66. Il revient ici un raisonnement que j’ai déjà détruit ci-dessus, no 17. On dit que Dieu peut avoir de bonnes raisons pour placer deux cubes parfaitement égaux et semblables ; et alors il faut bien, dit-on, qu’il leur assigne leurs places, quoique tout soit parfaitement égal ; mais la chose ne doit point être détachée de ses circonstances. Ce raisonnement consiste en notions incomplètes. Les résolutions de Dieu ne sont jamais abstraites et imparfaites ; comme si Dieu décernait premièrement a créer les deux cubes, et puis décernait à par où les mettre. Les hommes, bornés comme ils sont, sont capables de procéder ainsi ; ils résoudront quelque chose, et puis ils se trouveront embarrassés sur les moyens, sur les voies, sur les places, sur les circonstances. Dieu ne prend jamais une résolution sur les fins, sans en prendre en même temps sur les moyens et sur toutes les circonstances. Et même j’ai montré, dans la Théodicée, qu’à proprement parler il n’y a qu’un seul décret dans l’univers tout entier, par lequel il est résolu de l’admettre de la possibilité à l’existence. Ainsi Dieu ne choisira point de cube, sans choisir sa place en même temps ; et il ne choisira jamais entre des indiscernables.

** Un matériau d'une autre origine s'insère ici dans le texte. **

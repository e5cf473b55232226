use std::sync::Arc;
use std::time::Duration;

use chrono::{DateTime, Utc};
use reqwest::Url;
use tokio::time::Instant;
use tracing::{info, warn};

use crate::error::AppResult;
use crate::http::{DispatcherSettings, DrainSummary, Fetcher, Job, JobDispatcher};
use crate::metrics::StatSnapshot;
use crate::model::Ammo;

use super::{MethodPlan, RunContext};

#[derive(Debug, Clone)]
pub struct RunSettings {
    /// `http://host:port` the method paths are resolved against.
    pub base_url: Url,
    pub requests_per_method: usize,
    pub dispatcher: DispatcherSettings,
}

/// Final statistics, read after every worker has been joined.
#[derive(Debug, Clone)]
pub struct RunSummary {
    pub started_at: DateTime<Utc>,
    pub wall_time: Duration,
    pub drain: DrainSummary,
    pub methods: Vec<StatSnapshot>,
}

/// Builds the target URL for one ammo entry: `base` + `method` + `?args`.
#[must_use]
pub fn method_url(base: &Url, method: &str, query_args: &str) -> Url {
    let mut url = base.clone();
    url.set_path(method);
    url.set_query(if query_args.is_empty() {
        None
    } else {
        Some(query_args)
    });
    url
}

/// Runs the whole replay: starts the pool, enqueues every method, joins the
/// workers and snapshots the stats.
///
/// # Errors
///
/// Returns an error when the queue closes early or a worker fails to join.
pub async fn execute(
    context: Arc<RunContext>,
    fetcher: Arc<dyn Fetcher>,
    settings: &RunSettings,
) -> AppResult<RunSummary> {
    if context.stats().is_empty() {
        warn!("No method has ammo; nothing to replay.");
    } else {
        info!(
            "Replaying {} methods, {} requests each",
            context.stats().len(),
            settings.requests_per_method
        );
    }

    let started_at = Utc::now();
    let start = Instant::now();
    let dispatcher = JobDispatcher::start(fetcher, Arc::clone(&context), settings.dispatcher);

    let driven = drive(
        &context,
        &dispatcher,
        &settings.base_url,
        settings.requests_per_method,
    )
    .await;
    // Join before surfacing a drive error so no worker is still writing.
    let drain = dispatcher.shutdown().await?;
    driven?;

    if drain.processed != drain.submitted {
        warn!(
            "Processed {} jobs but submitted {}",
            drain.processed, drain.submitted
        );
    }
    info!("Finished {} jobs", drain.processed);

    Ok(RunSummary {
        started_at,
        wall_time: start.elapsed(),
        drain,
        methods: context.stats().snapshots(),
    })
}

/// Enqueues `requests_per_method` jobs for each method in turn, cycling
/// through its ammo, and records how long each method took to enqueue.
///
/// # Errors
///
/// Returns an error when the dispatcher stops accepting jobs.
pub async fn drive(
    context: &RunContext,
    dispatcher: &JobDispatcher,
    base_url: &Url,
    requests_per_method: usize,
) -> AppResult<()> {
    for plan in context.methods() {
        let targets = build_targets(base_url, plan);
        info!(
            "Replaying {} requests against {} ({} ammo, validator: {})",
            requests_per_method,
            plan.method,
            targets.len(),
            plan.endpoint.as_str()
        );

        let start = Instant::now();
        for (url, ammo) in targets.iter().cycle().take(requests_per_method) {
            dispatcher
                .submit(Job {
                    url: url.clone(),
                    ammo: Arc::clone(ammo),
                    stat: plan.stat,
                    endpoint: plan.endpoint,
                })
                .await?;
        }
        context.stats().set_elapsed(plan.stat, start.elapsed());
    }
    Ok(())
}

fn build_targets(base_url: &Url, plan: &MethodPlan) -> Vec<(Url, Arc<Ammo>)> {
    plan.ammo
        .iter()
        .map(|ammo| {
            (
                method_url(base_url, &plan.method, &ammo.query_args),
                Arc::clone(ammo),
            )
        })
        .collect()
}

67. Les parties de l’espace ne sont déterminées et distinguées que par les choses qui y sont : et la diversité des choses dans l’espace détermine Dieu à agir différemment sur différentes parties de l’espace. Mais l’espace, pris sans les choses n’a rien de déterminant, et même il n’est rien d’actuel.

68. Si Dieu est résolu de placer un certain cube de matière, il s’est aussi déterminé sur la place de ce cube ; mais c’est par rapport à d’autres portions de matière, et non pas par rapport à l’espace détaché, où il n’y a rien de déterminant.